The Abu-Salha and Barakat families, as well as their local communities, mobilized to create an "Our 3 Winners" endowment trust. The trust invokes the community service legacy that Deah, Yusor, and Razan--who have posthumously assumed the title "Our 3 Winners"--left behind and raises money for community projects such as education, feeding the homeless, and building safe shelters.
Deah's brother, Farris, established The Light House Project to create a safe community space and offer non-Muslims an avenue to learn more about Islam. Dr. Mohammad Abu-Salha, father of Yusor and Razan, told Aljazeera Plus that the Light House Project would be "an education process more than a defense process."
"We also organized a 'Run for ZeeZee' campaign," Yousef said, referring to his sister Razan. "Razan was a runner. She was training to run her first half marathon at the April 2015 Rock n' Roll Marathon of Raleigh, but because she couldn't, we ran for her."
Other charitable initiatives, such as the "Dunk for Deah" and "Our Three Winners Feed Their Legacy", were organized.
Yousef emphasized the support that the UNC community demonstrated, especially his class, saying that they treated him "wonderfully, supportively, and empathetically." Both UNC and North Carolina Statue University, where Razan studied, established scholarship memorial funds in the names of Deah, Yusor, and Razan each, for a total of six separate scholarships.

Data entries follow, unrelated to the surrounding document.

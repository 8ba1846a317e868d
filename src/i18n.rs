use std::collections::HashMap;

use crate::catalog::Language;

/// Static UI strings for both languages; switching language swaps every string at once.
pub struct I18n {
    translations: HashMap<Language, HashMap<String, String>>,
    current_lang: Language,
}

impl I18n {
    pub fn new(lang: Language) -> Self {
        let mut translations = HashMap::new();

        // English
        let mut en = HashMap::new();
        // Page chrome
        en.insert("app_title".to_string(), "CS Commands Hub".to_string());
        en.insert("tagline".to_string(), "Popular console commands for practice and local server setup.".to_string());
        en.insert("language_name".to_string(), "English".to_string());
        en.insert("version_label".to_string(), "Version".to_string());
        en.insert("category_label".to_string(), "Category".to_string());
        en.insert("search_label".to_string(), "Search".to_string());
        en.insert("search_placeholder".to_string(), "Search commands, e.g. \"infinite\"".to_string());
        en.insert("how_to_use".to_string(), "How to use".to_string());
        en.insert("how_to_step_console".to_string(), "Open console in-game (~) and paste the command.".to_string());
        en.insert("how_to_step_cheats".to_string(), "Many commands require sv_cheats 1 for local practice.".to_string());
        en.insert("no_commands".to_string(), "No commands found".to_string());
        en.insert("card_tip".to_string(), "Tip: use mp_restartgame 1 after changing settings to apply them.".to_string());
        en.insert("footer_made_for".to_string(), "Made for practice: switch languages, filter by version, copy commands.".to_string());
        en.insert("footer_note".to_string(), "Note: some commands only work in local games or with sv_cheats enabled.".to_string());
        en.insert("results_count".to_string(), "{0} of {1} commands".to_string());

        // Copy actions
        en.insert("copy_button".to_string(), "Copy".to_string());
        en.insert("copy_desc_button".to_string(), "Copy with desc".to_string());
        en.insert("copied".to_string(), "Copied to clipboard".to_string());
        en.insert("copied_with_desc".to_string(), "Copied to clipboard with description".to_string());
        en.insert("copy_failed".to_string(), "Copy failed: {0}".to_string());
        en.insert("notice_title_ok".to_string(), "Done".to_string());
        en.insert("notice_title_error".to_string(), "Error".to_string());
        en.insert("notice_dismiss".to_string(), "Press any key to continue".to_string());

        // Interactive browser
        en.insert("key_hints".to_string(), "type=search  ↑/↓=move  ←/→=version  Tab=category  Ctrl+L=language  Enter=copy  Ctrl+E=copy with desc  Esc=quit".to_string());
        en.insert("warning_interactive_failed".to_string(), "Warning: Cannot enable interactive mode, falling back to simple mode".to_string());

        // CLI output
        en.insert("unknown_command_id".to_string(), "Unknown command id: {0}".to_string());
        en.insert("categories_title".to_string(), "Categories:".to_string());
        en.insert("versions_title".to_string(), "Game versions:".to_string());
        en.insert("listing_header".to_string(), "{0} • {1} • \"{2}\"".to_string());

        // Help texts
        en.insert("help_about".to_string(), "Counter-Strike console command reference (English/Russian)".to_string());
        en.insert("help_label_usage".to_string(), "Usage:".to_string());
        en.insert("help_label_commands".to_string(), "Commands:".to_string());
        en.insert("help_label_options".to_string(), "Options:".to_string());
        en.insert("help_browse".to_string(), "Browse commands interactively (default)".to_string());
        en.insert("help_list".to_string(), "Print the filtered command list".to_string());
        en.insert("help_copy".to_string(), "Copy a command to the clipboard by id".to_string());
        en.insert("help_categories".to_string(), "List category filters".to_string());
        en.insert("help_versions".to_string(), "List game versions".to_string());
        en.insert("help_opt_lang".to_string(), "Language: en | ru".to_string());
        en.insert("help_opt_version".to_string(), "Game version: CS2 | CS:GO | \"CS 1.6\"".to_string());
        en.insert("help_opt_category".to_string(), "Category filter (\"All\" for no filter)".to_string());
        en.insert("help_config_section".to_string(), "Config (~/.cch/config.toml, override with CCH_CONFIG):".to_string());
        en.insert("help_config_tui_mode".to_string(), "display.tui_mode: interactive | simple (interactive by default)".to_string());
        en.insert("help_config_language".to_string(), "display.language: en | ru | auto (ru by default)".to_string());

        // Russian
        let mut ru = HashMap::new();
        // Page chrome
        ru.insert("app_title".to_string(), "CS Commands Hub".to_string());
        ru.insert("tagline".to_string(), "Собраны популярные консольные команды для практики и настройки локальных серверов.".to_string());
        ru.insert("language_name".to_string(), "Русский".to_string());
        ru.insert("version_label".to_string(), "Версия".to_string());
        ru.insert("category_label".to_string(), "Категория".to_string());
        ru.insert("search_label".to_string(), "Поиск".to_string());
        ru.insert("search_placeholder".to_string(), "Поиск команд, пример: \"бесконечные\"".to_string());
        ru.insert("how_to_use".to_string(), "Как использовать".to_string());
        ru.insert("how_to_step_console".to_string(), "Откройте консоль в игре (~) и вставьте команду.".to_string());
        ru.insert("how_to_step_cheats".to_string(), "Многие команды требуют sv_cheats 1 для локальной практики.".to_string());
        ru.insert("no_commands".to_string(), "Команды не найдены".to_string());
        ru.insert("card_tip".to_string(), "Совет: используйте mp_restartgame 1 после изменения настроек, чтобы применить их.".to_string());
        ru.insert("footer_made_for".to_string(), "Для практики: переключайте язык, фильтруйте по версии, копируйте команды.".to_string());
        ru.insert("footer_note".to_string(), "Примечание: некоторые команды работают только в локальной игре или при включенных sv_cheats.".to_string());
        ru.insert("results_count".to_string(), "{0} из {1} команд".to_string());

        // Copy actions
        ru.insert("copy_button".to_string(), "Копировать".to_string());
        ru.insert("copy_desc_button".to_string(), "Коп. с описанием".to_string());
        ru.insert("copied".to_string(), "Скопировано в буфер обмена".to_string());
        ru.insert("copied_with_desc".to_string(), "Скопировано в буфер обмена с описанием".to_string());
        ru.insert("copy_failed".to_string(), "Не удалось скопировать: {0}".to_string());
        ru.insert("notice_title_ok".to_string(), "Готово".to_string());
        ru.insert("notice_title_error".to_string(), "Ошибка".to_string());
        ru.insert("notice_dismiss".to_string(), "Нажмите любую клавишу, чтобы продолжить".to_string());

        // Interactive browser
        ru.insert("key_hints".to_string(), "ввод=поиск  ↑/↓=выбор  ←/→=версия  Tab=категория  Ctrl+L=язык  Enter=копировать  Ctrl+E=с описанием  Esc=выход".to_string());
        ru.insert("warning_interactive_failed".to_string(), "Предупреждение: интерактивный режим недоступен, используется простой режим".to_string());

        // CLI output
        ru.insert("unknown_command_id".to_string(), "Неизвестный идентификатор команды: {0}".to_string());
        ru.insert("categories_title".to_string(), "Категории:".to_string());
        ru.insert("versions_title".to_string(), "Версии игры:".to_string());
        ru.insert("listing_header".to_string(), "{0} • {1} • \"{2}\"".to_string());

        // Help texts
        ru.insert("help_about".to_string(), "Справочник консольных команд Counter-Strike (английский/русский)".to_string());
        ru.insert("help_label_usage".to_string(), "Использование:".to_string());
        ru.insert("help_label_commands".to_string(), "Команды:".to_string());
        ru.insert("help_label_options".to_string(), "Параметры:".to_string());
        ru.insert("help_browse".to_string(), "Интерактивный просмотр команд (по умолчанию)".to_string());
        ru.insert("help_list".to_string(), "Вывести отфильтрованный список команд".to_string());
        ru.insert("help_copy".to_string(), "Скопировать команду в буфер обмена по идентификатору".to_string());
        ru.insert("help_categories".to_string(), "Список категорий".to_string());
        ru.insert("help_versions".to_string(), "Список версий игры".to_string());
        ru.insert("help_opt_lang".to_string(), "Язык: en | ru".to_string());
        ru.insert("help_opt_version".to_string(), "Версия игры: CS2 | CS:GO | \"CS 1.6\"".to_string());
        ru.insert("help_opt_category".to_string(), "Фильтр категории (\"All\" — без фильтра)".to_string());
        ru.insert("help_config_section".to_string(), "Конфигурация (~/.cch/config.toml, путь можно задать через CCH_CONFIG):".to_string());
        ru.insert("help_config_tui_mode".to_string(), "display.tui_mode: interactive | simple (по умолчанию interactive)".to_string());
        ru.insert("help_config_language".to_string(), "display.language: en | ru | auto (по умолчанию ru)".to_string());

        translations.insert(Language::En, en);
        translations.insert(Language::Ru, ru);

        Self {
            translations,
            current_lang: lang,
        }
    }

    pub fn set_language(&mut self, lang: Language) {
        self.current_lang = lang;
    }

    pub fn t(&self, key: &str) -> String {
        if let Some(lang_map) = self.translations.get(&self.current_lang) {
            if let Some(value) = lang_map.get(key) {
                return value.clone();
            }
        }
        key.to_string()
    }

    pub fn t_format(&self, key: &str, args: &[&str]) -> String {
        let template = self.t(key);
        let mut result = template;
        for (i, arg) in args.iter().enumerate() {
            result = result.replace(&format!("{{{}}}", i), arg);
        }
        result
    }
}

#[cfg(test)]
mod tests {
    use super::*;
    use std::collections::HashSet;

    #[test]
    fn both_languages_define_the_same_keys() {
        let i18n = I18n::new(Language::En);
        let en: HashSet<&String> = i18n.translations[&Language::En].keys().collect();
        let ru: HashSet<&String> = i18n.translations[&Language::Ru].keys().collect();
        assert_eq!(en, ru);
    }

    #[test]
    fn switching_language_changes_strings() {
        let mut i18n = I18n::new(Language::En);
        assert_eq!(i18n.t("no_commands"), "No commands found");
        i18n.set_language(Language::Ru);
        assert_eq!(i18n.t("no_commands"), "Команды не найдены");
        assert_eq!(i18n.current_lang, Language::Ru);
    }

    #[test]
    fn formats_positional_arguments() {
        let i18n = I18n::new(Language::En);
        assert_eq!(i18n.t_format("results_count", &["2", "8"]), "2 of 8 commands");
        assert_eq!(i18n.t("missing_key"), "missing_key");
    }
}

"To me, these initiatives show not only the goodness that came from Deah, Yusor, and Razan but also the goodness that is coming after them and in their name," Dorgham said. "Their murder is still a very dark cloud for us and it's still painful, but we also believe that there's something we can do for them. It's helped us cope with the misery and it eases my heart."
Dorgham believes that the murder of Deah, Yusor, and Razan rekindled an awareness of Islamophobia but he also recognizes that this tragedy has established a greater necessity to fight injustice.
"When you see an injustice of any kind, you have to fix it with your speech, your actions, and you have to hate in your heart," Dorgham said.
"We used to talk about hate crimes and Islamophobia," Yousef said, referring to himself and his sisters, "but we never imagined that anything of this magnitude would happen. I think this forces us to take better responsibility of educating the public and dispelling hate."
"It's been a hard and sad time for us, but the responses we received were overwhelmingly supportive," Yousef said. "My hope overcomes my despair."